Le constat est mathématique : avec 60 % des voix dès le premier tour des législatives de 2024 pour Philippe Schreck et un score de 63 % pour Marine Le Pen en 2022, Trans-en-Provence comme de nombreuses communes du Var succombent à la sirène frontiste . Pourtant, la transformation de cet essai électoral en une liste municipale solide patine.Ici comme alleurs.
Le "Double Jeu" de Philippe Schreck

Dans les rues de Trans, l’absence physique du député- chrysanthème Philippe Schreck est remarquée. Si ce dernier semble encourager en coulisses la constitution d’une liste pour "prendre le village", il entretient officiellement des rapports courtois avec le maire actuel, Alain Caymaris.
Ce "grand écart" diplomatique interroge : s'agit-il d'un respect républicain de façade ou d'une volonté de ne pas froisser l’électorat traditionnel avant de tenter le coup d’État électoral ?
Pour certains observateurs, le député joue la montre, attendant qu’un "calife" se déclare pour remplacer l’actuel, tout en restant lui-même en retrait des affaires strictement transianes.

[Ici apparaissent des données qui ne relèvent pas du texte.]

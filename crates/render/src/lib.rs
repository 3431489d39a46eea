#![deny(missing_docs)]
//! mark rendering engine: markdown documents to owned render trees.

/// Syntax highlighting of code blocks.
pub mod highlight;
/// HTML serialization of the render tree.
pub mod html;
/// Document pipeline (frontmatter, body, table of contents).
pub mod pipeline;
/// Rendering layer (MDAST to render tree).
pub mod renderer;
/// Transform stages (alerts, code normalization, emoji).
pub mod transform;
/// Render tree types.
pub mod tree;

pub use html::to_html;
pub use pipeline::{Document, render_document, render_toc};
pub use renderer::{HeadingNode, Mode, RenderOptions, Rendered, to_tree};
pub use tree::{Element, Node};
//! Code block body normalization as an AST stage.

use markdown::mdast::Node;
use mark_core::{normalize_code, walk_mut};

/// Normalizes the body of every fenced and indented code block.
pub fn normalize_code_blocks(root: &mut Node) {
    walk_mut(root, &mut |node: &mut Node| {
        if let Node::Code(code) = node {
            code.value = normalize_code(&code.value);
        }
    });
}
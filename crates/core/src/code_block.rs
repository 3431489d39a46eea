//! Code block body normalization.
//!
//! Authored code samples often carry blank padding lines and 4-column
//! indentation copied from editors; both are compacted before highlighting.

/// Tab stops are 4 columns wide, as in CommonMark.
const TAB_WIDTH: usize = 4;

/// Normalizes the body of a fenced or indented code block.
///
/// Leading and trailing blank lines are removed. When the smallest non-zero
/// indentation of the block is exactly one 4-column step (four spaces or a
/// tab), every indentation of `w` columns becomes `w / 4 * 2 + w % 4` spaces.
/// Applying the function to its own output returns it unchanged.
pub fn normalize_code(body: &str) -> String {
    let lines: Vec<&str> = body.lines().collect();

    let Some(first) = lines.iter().position(|line| !is_blank(line)) else {
        return String::new();
    };
    let last = lines
        .iter()
        .rposition(|line| !is_blank(line))
        .unwrap_or(first);
    let lines = &lines[first..=last];

    let min_indent = lines
        .iter()
        .filter(|line| !is_blank(line))
        .map(|line| leading_whitespace_info(line).0)
        .filter(|width| *width > 0)
        .min();

    if min_indent != Some(TAB_WIDTH) {
        return lines.join("\n");
    }

    lines
        .iter()
        .map(|line| {
            let (width, bytes) = leading_whitespace_info(line);
            let compacted = width / TAB_WIDTH * 2 + width % TAB_WIDTH;
            format!("{}{}", " ".repeat(compacted), &line[bytes..])
        })
        .collect::<Vec<_>>()
        .join("\n")
}

fn is_blank(line: &str) -> bool {
    line.trim().is_empty()
}

/// Returns (visual_columns, byte_offset) for leading whitespace.
/// Visual columns expand tabs to 4-column boundaries per CommonMark.
fn leading_whitespace_info(line: &str) -> (usize, usize) {
    let mut col = 0;
    let mut bytes = 0;
    for b in line.bytes() {
        match b {
            b' ' => {
                col += 1;
                bytes += 1;
            }
            b'\t' => {
                col += TAB_WIDTH - (col % TAB_WIDTH);
                bytes += 1;
            }
            _ => break,
        }
    }
    (col, bytes)
}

Un double jeux qui risque de , comme dit le proverbe "ch'ti' " El bac i s'ortorne toudi su l' pourcheau !" ( le bac se retourne toujours sur le cochon), le mettre en sérieuses difficultés en cas de législatives anticipées, simultanées aux élections municipales...
La peur de l'affiche : un mal partagé

Le véritable point de blocage reste le recrutement. Malgré les scores nationaux, personne ne semble vouloir être le visage de cette liste. La crainte de "représailles" sociales ou de tensions de voisinage dans un village où la proximité est reine paralyse les bonnes volontés.
Toutefois, ce mal n'est pas l'apanage du RN. À Trans comme ailleurs, l'engagement municipal subit une crise profonde.
La charge mentale, les responsabilités juridiques et la fin du panachage (désormais interdit même dans les petites communes) rendent la fonction de maire de moins en moins attractive. Pour les autres prétendants, la difficulté est identique : composer une liste complète et paritaire est devenu un parcours du combattant.